年配の人は、年長「我慢」を鍛え、感情ではなく論理で仕事をしてきた。

自分の内面(感情)の問題にも「仕事での問題解決手法」を当てはめて対処する。

特に出世している人ほどこの傾向が強い。

感情の問題を理性で解決するのは、悪いことではない。

一つの有効な手段だ。

しかし、現実にはどうにもならないことでも、原始人的感情が働くのだが、そこは「完全無視」、つまり我慢してなかったことにしてしまう。

これが理性による一般的な解決法だ。

「考えても仕方がないじゃないか」が理性の言い分。

もちろん「感情をケアする」という発想も手段もない人が多い。

例えば、これまで心血を注いできたプロジェクトが、社長交代に伴う会社方針の変更で、突然、中止になったとする。

これまでかけた労力を考えると憤懣やるかたないのだが、会社の決定は会社の決定で仕方がない。

自分は、新しく自分に与えられた仕事を全うするだけ、とすぐに気持ちを切り替えて、新しい仕事に向かうようなタイプだ。

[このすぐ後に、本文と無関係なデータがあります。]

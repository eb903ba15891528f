//! Phone number masking
//!
//! Raw phone values are stored as the country code followed by digits
//! (`"+79991234567"`) and displayed through a mask where `#` stands for a
//! digit (`"+7 (999) 123-45-67"`).

/// Country code used when none is configured
pub const DEFAULT_COUNTRY_CODE: &str = "+7";
/// Mask applied after the country code
pub const DEFAULT_PHONE_MASK: &str = "(###) ###-##-##";

const MASK_SYMBOLS: &[char] = &[' ', '-', '_', '(', ')'];

/// Format a raw phone value through a mask
///
/// Output stops after the last available digit, so partial input never gets
/// trailing literals. An empty value formats to an empty string.
///
/// ```
/// use tui_quantum_core::phone::format_phone;
///
/// assert_eq!(
///     format_phone("+79991234567", "+7", "(###) ###-##-##"),
///     "+7 (999) 123-45-67"
/// );
/// assert_eq!(format_phone("+7999", "+7", "(###) ###-##-##"), "+7 (999");
/// ```
pub fn format_phone(value: &str, country_code: &str, mask: &str) -> String {
    if value.is_empty() {
        return String::new();
    }

    let bare_code: String = country_code
        .chars()
        .filter(|c| !matches!(c, '(' | ')'))
        .collect();
    let national = value.strip_prefix(bare_code.as_str()).unwrap_or(value);
    let mut digits = national.chars().peekable();

    let mut result = format!("{country_code} ");
    for symbol in mask.chars() {
        if digits.peek().is_none() {
            break;
        }
        if symbol == '#' {
            result.extend(digits.next());
        } else {
            result.push(symbol);
        }
    }
    result
}

/// Remove mask decoration: spaces, dashes, underscores and parentheses
pub fn strip_mask_symbols(text: &str) -> String {
    text.chars().filter(|c| !MASK_SYMBOLS.contains(c)).collect()
}

/// Number of digit slots in a mask
pub fn mask_capacity(mask: &str) -> usize {
    mask.chars().filter(|&c| c == '#').count()
}

/// Length of a complete raw value: country code plus every digit slot
pub fn max_phone_length(country_code: &str, mask: &str) -> usize {
    country_code.chars().count() + mask_capacity(mask)
}

/// Normalize pasted or dropped text into a raw phone value
///
/// When `current` already holds a partial number, the pasted digits are
/// appended. A full-length paste has its national prefix dropped (`7` or `8`
/// for `+7`, the country digits otherwise). The result never exceeds
/// [`max_phone_length`].
pub fn clean_phone(current: &str, pasted: &str, country_code: &str, mask: &str) -> String {
    let max_len = max_phone_length(country_code, mask);
    let code_len = country_code.chars().count();
    let current_len = current.chars().count();
    let digits: String = pasted.chars().filter(char::is_ascii_digit).collect();

    let joined = if current_len > code_len && current_len < max_len {
        format!("{current}{digits}")
    } else if strip_mask_symbols(pasted).chars().count() + 1 < max_len {
        format!("{country_code}{digits}")
    } else {
        format!("{country_code}{}", strip_national_prefix(&digits, country_code))
    };

    joined.chars().take(max_len).collect()
}

fn strip_national_prefix<'a>(digits: &'a str, country_code: &str) -> &'a str {
    if country_code == DEFAULT_COUNTRY_CODE {
        return digits
            .strip_prefix(['7', '8'])
            .unwrap_or(digits);
    }
    let code_digits = country_code.trim_start_matches('+');
    digits.strip_prefix(code_digits).unwrap_or(digits)
}

#[cfg(test)]
mod tests {
    use super::*;

    const MASK: &str = DEFAULT_PHONE_MASK;

    #[test]
    fn test_format_full_number() {
        assert_eq!(format_phone("+79991234567", "+7", MASK), "+7 (999) 123-45-67");
    }

    #[test]
    fn test_format_partial_number() {
        assert_eq!(format_phone("+7", "+7", MASK), "+7 ");
        assert_eq!(format_phone("+79", "+7", MASK), "+7 (9");
        assert_eq!(format_phone("+7999", "+7", MASK), "+7 (999");
        assert_eq!(format_phone("+79991", "+7", MASK), "+7 (999) 1");
    }

    #[test]
    fn test_format_empty() {
        assert_eq!(format_phone("", "+7", MASK), "");
    }

    #[test]
    fn test_format_other_country() {
        assert_eq!(
            format_phone("+3751234567", "+375", "## ###-##-##"),
            "+375 12 345-67"
        );
        assert_eq!(format_phone("+12025550123", "+1", "###-###-####"), "+1 202-555-0123");
    }

    #[test]
    fn test_format_code_with_parentheses() {
        assert_eq!(format_phone("+1264555", "+1(264)", "###-####"), "+1(264) 555");
    }

    #[test]
    fn test_strip_mask_symbols() {
        assert_eq!(strip_mask_symbols("+7 (999) 123-45_67"), "+79991234567");
    }

    #[test]
    fn test_max_phone_length() {
        assert_eq!(max_phone_length("+7", MASK), 12);
        assert_eq!(mask_capacity("###-####"), 7);
    }

    #[test]
    fn test_clean_short_paste() {
        assert_eq!(clean_phone("", "999 123", "+7", MASK), "+7999123");
    }

    #[test]
    fn test_clean_appends_to_partial_value() {
        assert_eq!(clean_phone("+7999", "123", "+7", MASK), "+7999123");
        assert_eq!(clean_phone("+7999", "1234567890", "+7", MASK), "+79991234567");
    }

    #[test]
    fn test_clean_full_paste_drops_national_prefix() {
        assert_eq!(clean_phone("", "8 (999) 123-45-67", "+7", MASK), "+79991234567");
        assert_eq!(clean_phone("", "+7 999 123 45 67", "+7", MASK), "+79991234567");
        assert_eq!(
            clean_phone("", "375 29 123 45 67", "+375", "## ###-##-##"),
            "+375291234567"
        );
    }
}
//! Horizontal track shared by the slider components

use ratatui::{
    layout::Rect,
    style::{Color, Modifier, Style},
    text::{Line, Span},
};

const EMPTY: char = '─';
const FILLED: char = '━';
const TICK: char = '┼';
const THUMB: char = '●';

/// Where a track was last drawn, used to map mouse columns back to percentages
#[derive(Debug, Clone, Copy, Default, PartialEq)]
pub(crate) struct Track {
    area: Rect,
}

impl Track {
    pub(crate) fn new(area: Rect) -> Self {
        Self { area }
    }

    /// Whether a cell lies on the track
    pub(crate) fn contains(&self, column: u16, row: u16) -> bool {
        self.area.width > 0
            && row >= self.area.y
            && row < self.area.bottom()
            && column >= self.area.x
            && column < self.area.right()
    }

    /// Percentage under a column, clamped to the track
    pub(crate) fn percentage_at(&self, column: u16) -> f64 {
        if self.area.width <= 1 {
            return 0.0;
        }
        let offset = column.clamp(self.area.x, self.area.right() - 1) - self.area.x;
        f64::from(offset) * 100.0 / f64::from(self.area.width - 1)
    }

    /// Cell offset of a percentage along the track
    pub(crate) fn offset_of(&self, percentage: f64) -> u16 {
        let last = self.area.width.saturating_sub(1);
        if !percentage.is_finite() || last == 0 {
            return 0;
        }
        let cell = (percentage.clamp(0.0, 100.0) / 100.0 * f64::from(last)).round();
        (cell as u16).min(last)
    }
}

/// A thumb to draw at a cell offset
pub(crate) struct Thumb {
    pub offset: u16,
    pub active: bool,
}

/// Build the track line: filled between `fill`, ticks at percentages, thumbs on top
pub(crate) fn track_line(
    track: &Track,
    fill: (u16, u16),
    ticks: &[f64],
    thumbs: &[Thumb],
    is_focused: bool,
) -> Line<'static> {
    let width = track.area.width;
    let accent = if is_focused { Color::Cyan } else { Color::Gray };
    let tick_cells: Vec<u16> = ticks.iter().map(|&t| track.offset_of(t)).collect();

    let spans: Vec<Span<'static>> = (0..width)
        .map(|cell| {
            if let Some(thumb) = thumbs.iter().find(|t| t.offset == cell) {
                let style = if thumb.active && is_focused {
                    Style::default().fg(Color::Cyan).add_modifier(Modifier::BOLD)
                } else {
                    Style::default().fg(Color::White)
                };
                return Span::styled(THUMB.to_string(), style);
            }
            let filled = cell >= fill.0 && cell <= fill.1;
            let symbol = if tick_cells.contains(&cell) {
                TICK
            } else if filled {
                FILLED
            } else {
                EMPTY
            };
            let style = if filled {
                Style::default().fg(accent)
            } else {
                Style::default().fg(Color::DarkGray)
            };
            Span::styled(symbol.to_string(), style)
        })
        .collect();

    Line::from(spans)
}

#[cfg(test)]
mod tests {
    use super::*;

    fn track(width: u16) -> Track {
        Track::new(Rect::new(2, 1, width, 1))
    }

    #[test]
    fn test_percentage_at() {
        let t = track(11);
        assert_eq!(t.percentage_at(2), 0.0);
        assert_eq!(t.percentage_at(7), 50.0);
        assert_eq!(t.percentage_at(12), 100.0);
        // Clamped outside the track
        assert_eq!(t.percentage_at(0), 0.0);
        assert_eq!(t.percentage_at(40), 100.0);
    }

    #[test]
    fn test_offset_of() {
        let t = track(11);
        assert_eq!(t.offset_of(0.0), 0);
        assert_eq!(t.offset_of(50.0), 5);
        assert_eq!(t.offset_of(100.0), 10);
        assert_eq!(t.offset_of(f64::NAN), 0);
        assert_eq!(track(0).offset_of(50.0), 0);
    }

    #[test]
    fn test_contains() {
        let t = track(5);
        assert!(t.contains(2, 1));
        assert!(t.contains(6, 1));
        assert!(!t.contains(7, 1));
        assert!(!t.contains(3, 0));
        assert!(!Track::default().contains(0, 0));
    }

    #[test]
    fn test_track_line() {
        let t = track(5);
        let line = track_line(
            &t,
            (0, 2),
            &[],
            &[Thumb {
                offset: 2,
                active: true,
            }],
            true,
        );
        let text: String = line.spans.iter().map(|s| s.content.as_ref()).collect();
        assert_eq!(text, "━━●──");
    }
}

そういう人に「今不安なことはありますか?」と聞くと、「特にないですね・・・」と答える。

感情は「なかったこと」になっている。

しかし、その人に「では、最近よく考えることは何ですか」と聞くと、いろいろと悩みが飛び出してくる。

ないわけではないのだ。

これでうまくやれている時はいいが、ライフイベントなどの忍び寄る疲労によってうつ状態などになると、自分でも訳がわからないうちに、自分を責めたり、他人に攻撃的な態度をとってしまいがちだ。